Мысли вслух. Библия за пять лет.

Мысли вслух на Екк 5:1-19

При том отношении к жизни, которое так ясно выражает Екклесиаст, наверное, даже самоубийство не выглядело бы чем-то из ряда вон выходящим. Но мысль об этом, как видно, отнюдь не приходит в голову автору книги. Он, по-видимому, понимал, что самоубийство — один из самых страшных грехов перед Богом. И потому Екклесиаст продолжает жить. А жизнь без Бога для него немыслима. Впрочем, Екклесиаст весьма далёк от того ясного слышания голоса Божия, которое столь характерно для пророков. Он, несомненно, верит в промысел Божий.
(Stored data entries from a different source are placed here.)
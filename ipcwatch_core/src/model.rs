//! Core data model for the simulated IPC dashboard.
//!
//! Everything here is a closed vocabulary: the five IPC mechanisms, the
//! operations legal for each, and the realistic size/latency envelopes
//! used by the generators. Records (`Process`, `IpcEvent`, `Issue`) are
//! immutable once created, with one exception: `Issue::resolved` may be
//! flipped to `true` by the resolution sweep, never back.

use serde::{Deserialize, Serialize};
use uuid::Uuid;

/// The five simulated IPC primitives.
#[derive(Debug, Clone, Copy, PartialEq, Eq, Hash, Serialize, Deserialize)]
#[serde(rename_all = "snake_case")]
pub enum IpcMechanism {
    Pipe,
    Socket,
    MessageQueue,
    SharedMemory,
    Signal,
}

impl IpcMechanism {
    /// All mechanisms, in the order the distribution panel lists them.
    pub const ALL: [IpcMechanism; 5] = [
        IpcMechanism::Pipe,
        IpcMechanism::Socket,
        IpcMechanism::MessageQueue,
        IpcMechanism::SharedMemory,
        IpcMechanism::Signal,
    ];

    /// Operations legal for this mechanism. Closed table; generators
    /// must only draw from here.
    pub fn operations(self) -> &'static [&'static str] {
        match self {
            IpcMechanism::Pipe => &["read", "write"],
            IpcMechanism::Socket => &["send", "recv", "connect", "accept"],
            IpcMechanism::MessageQueue => &["msgsnd", "msgrcv"],
            IpcMechanism::SharedMemory => &["shmat", "shmdt", "read", "write"],
            IpcMechanism::Signal => &["kill", "sigaction", "sigwait"],
        }
    }

    /// Inclusive message size bounds in bytes. Signals carry no payload.
    pub fn size_range_bytes(self) -> (u64, u64) {
        match self {
            IpcMechanism::Signal => (0, 0),
            IpcMechanism::SharedMemory => (1024, 1_048_576),
            IpcMechanism::Socket => (64, 65_536),
            IpcMechanism::Pipe | IpcMechanism::MessageQueue => (8, 8192),
        }
    }

    /// Half-open latency bounds in milliseconds.
    pub fn latency_range_ms(self) -> (f64, f64) {
        match self {
            IpcMechanism::SharedMemory => (0.0, 0.5),
            IpcMechanism::Signal => (0.0, 2.0),
            IpcMechanism::Pipe => (0.5, 10.5),
            IpcMechanism::Socket | IpcMechanism::MessageQueue => (2.0, 52.0),
        }
    }

    /// Wire name, matching the serde representation.
    pub fn as_str(self) -> &'static str {
        match self {
            IpcMechanism::Pipe => "pipe",
            IpcMechanism::Socket => "socket",
            IpcMechanism::MessageQueue => "message_queue",
            IpcMechanism::SharedMemory => "shared_memory",
            IpcMechanism::Signal => "signal",
        }
    }

    /// Human label for the distribution panel.
    pub fn label(self) -> &'static str {
        match self {
            IpcMechanism::Pipe => "Pipes",
            IpcMechanism::Socket => "Sockets",
            IpcMechanism::MessageQueue => "Message Queues",
            IpcMechanism::SharedMemory => "Shared Memory",
            IpcMechanism::Signal => "Signals",
        }
    }
}

/// Outcome of a single IPC event.
#[derive(Debug, Clone, Copy, PartialEq, Eq, Serialize, Deserialize)]
#[serde(rename_all = "snake_case")]
pub enum EventStatus {
    Success,
    Pending,
    Failed,
}

impl EventStatus {
    /// Draw table weighted 4:1:1 toward success.
    pub const WEIGHTED: [EventStatus; 6] = [
        EventStatus::Success,
        EventStatus::Success,
        EventStatus::Success,
        EventStatus::Success,
        EventStatus::Pending,
        EventStatus::Failed,
    ];
}

/// Runtime state of a simulated process.
#[derive(Debug, Clone, Copy, PartialEq, Eq, Serialize, Deserialize)]
#[serde(rename_all = "snake_case")]
pub enum ProcessStatus {
    Running,
    Blocked,
    Waiting,
    Terminated,
}

impl ProcessStatus {
    /// The non-running states a freshly created process may land in.
    pub const DEGRADED: [ProcessStatus; 3] = [
        ProcessStatus::Blocked,
        ProcessStatus::Waiting,
        ProcessStatus::Terminated,
    ];
}

/// Category of a synthetic anomaly record.
#[derive(Debug, Clone, Copy, PartialEq, Eq, Serialize, Deserialize)]
#[serde(rename_all = "snake_case")]
pub enum IssueKind {
    Deadlock,
    Timeout,
    MissingResponse,
    Delay,
    Error,
}

impl IssueKind {
    pub const ALL: [IssueKind; 5] = [
        IssueKind::Deadlock,
        IssueKind::Timeout,
        IssueKind::MissingResponse,
        IssueKind::Delay,
        IssueKind::Error,
    ];

    /// Fixed description per kind.
    pub fn description(self) -> &'static str {
        match self {
            IssueKind::Deadlock => "Circular wait detected between processes",
            IssueKind::Timeout => "Connection timeout after 30s",
            IssueKind::MissingResponse => "Expected ACK not received within timeout",
            IssueKind::Delay => "Message delivery exceeds threshold (>50ms)",
            IssueKind::Error => "EPIPE: Broken pipe",
        }
    }

    /// Fixed icon per kind.
    pub fn icon(self) -> &'static str {
        match self {
            IssueKind::Deadlock => "🔒",
            IssueKind::Timeout => "⏰",
            IssueKind::MissingResponse => "❓",
            IssueKind::Delay => "⏱",
            IssueKind::Error => "⚠",
        }
    }

    pub fn as_str(self) -> &'static str {
        match self {
            IssueKind::Deadlock => "deadlock",
            IssueKind::Timeout => "timeout",
            IssueKind::MissingResponse => "missing_response",
            IssueKind::Delay => "delay",
            IssueKind::Error => "error",
        }
    }
}

/// Issue severity levels.
#[derive(Debug, Clone, Copy, PartialEq, Eq, PartialOrd, Ord, Serialize, Deserialize)]
#[serde(rename_all = "snake_case")]
pub enum Severity {
    Low,
    Medium,
    High,
    Critical,
}

impl Severity {
    pub const ALL: [Severity; 4] = [
        Severity::Low,
        Severity::Medium,
        Severity::High,
        Severity::Critical,
    ];

    pub fn as_str(self) -> &'static str {
        match self {
            Severity::Low => "low",
            Severity::Medium => "medium",
            Severity::High => "high",
            Severity::Critical => "critical",
        }
    }
}

/// A simulated process. Created in a batch by the registry; immutable
/// afterward and never destroyed during a session.
#[derive(Debug, Clone, Serialize, Deserialize)]
pub struct Process {
    /// Process id, unique within one registry build.
    pub pid: u32,

    /// Name drawn without replacement from the registry's pool.
    pub name: String,

    /// Status assigned at creation (80% running).
    pub status: ProcessStatus,

    /// CPU usage percentage in [0, 100).
    pub cpu_usage: f64,

    /// Memory usage percentage in [0, 100).
    pub memory_usage: f64,

    /// Start timestamp, backdated up to 24h (unix millis).
    pub started_at_ms: i64,
}

/// A single simulated IPC event between two processes.
#[derive(Debug, Clone, Serialize, Deserialize)]
pub struct IpcEvent {
    /// Unique id, minted from the generator's RNG.
    pub id: Uuid,

    /// Unix millis, backdated up to 60s to simulate buffering jitter.
    pub timestamp_ms: i64,

    pub mechanism: IpcMechanism,

    /// Member of `mechanism.operations()`.
    pub operation: String,

    pub source_pid: u32,
    pub source_name: String,
    pub target_pid: u32,
    pub target_name: String,

    pub status: EventStatus,

    /// Payload size in bytes, within `mechanism.size_range_bytes()`.
    pub message_size_bytes: u64,

    /// Latency in ms, within `mechanism.latency_range_ms()`, rounded to
    /// 2 decimal places.
    pub latency_ms: f64,
}

/// A synthetic anomaly record.
#[derive(Debug, Clone, Serialize, Deserialize)]
pub struct Issue {
    pub id: Uuid,
    pub kind: IssueKind,
    pub severity: Severity,

    /// 1 to 3 distinct affected process names.
    pub affected: Vec<String>,

    /// Unix millis, backdated up to 300s.
    pub timestamp_ms: i64,

    /// Monotonic: set true at creation (25%) or by the sweep, never
    /// flipped back.
    pub resolved: bool,
}

impl Issue {
    pub fn description(&self) -> &'static str {
        self.kind.description()
    }

    pub fn icon(&self) -> &'static str {
        self.kind.icon()
    }
}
Но он не пророк, он осторожен во всём, что касается опыта прямого откровения. Не стоит говорить лишнего, стоя перед Богом, ведь качество молитвы не определяется количеством слов, которые произносит молящийся (ст. 1 – 3). Не стоит давать легкомысленных обетов, а те, что даны, нужно исполнять быстро и точно (ст. 4 – 5). И не стоит отрицать истинность получаемого от Бога откровения: оно, быть может, совершенно неожиданно для человека, может оказаться подлинным, хотя, конечно, верить всем сновидениям подряд тоже не стоит (ст. 6 – 7).

Осторожность, сдержанность и известная критичность — так можно было бы определить отношение Екклесиаста ко всему, что связано с духовно-мистическим опытом. Это неудивительно: ведь он не ждёт от Бога никаких особенных, новых откровений. Всё уже сказано, открыто и сотворено, новые откровения могут касаться каких-то частных вопросов конкретной человеческой жизни, но не более того. От Бога можно ожидать новых указаний, но не нового откровения. По-видимому, такое умонастроение было вообще характерно для эпохи Екклесиаста, когда на смену пророческой традиции пришла традиция раввинистическая.

Но никакое откровение не может ничего изменить кардинально, стране и народу скорее стоит надеяться на хорошего царя, чем на новое откровение или на пришествие Мессии (ст. 8 – 9). Но и тогда в конечном счёте все труды и усилия человека остаются бессмысленными, и Екклесиаст вновь возвращается к образу человека, проведшего лучшие годы своей жизни в тяжких трудах, которые так и не принесли ему никакой пользы (ст. 10 – 16). Наслаждение немногими радостями жизни на протяжении тех недолгих дней, что отпущены Богом человеку, — вот единственное счастье, ещё возможное в этом безнадёжно испорченном и враждебном человеку мире (ст. 19 – 20).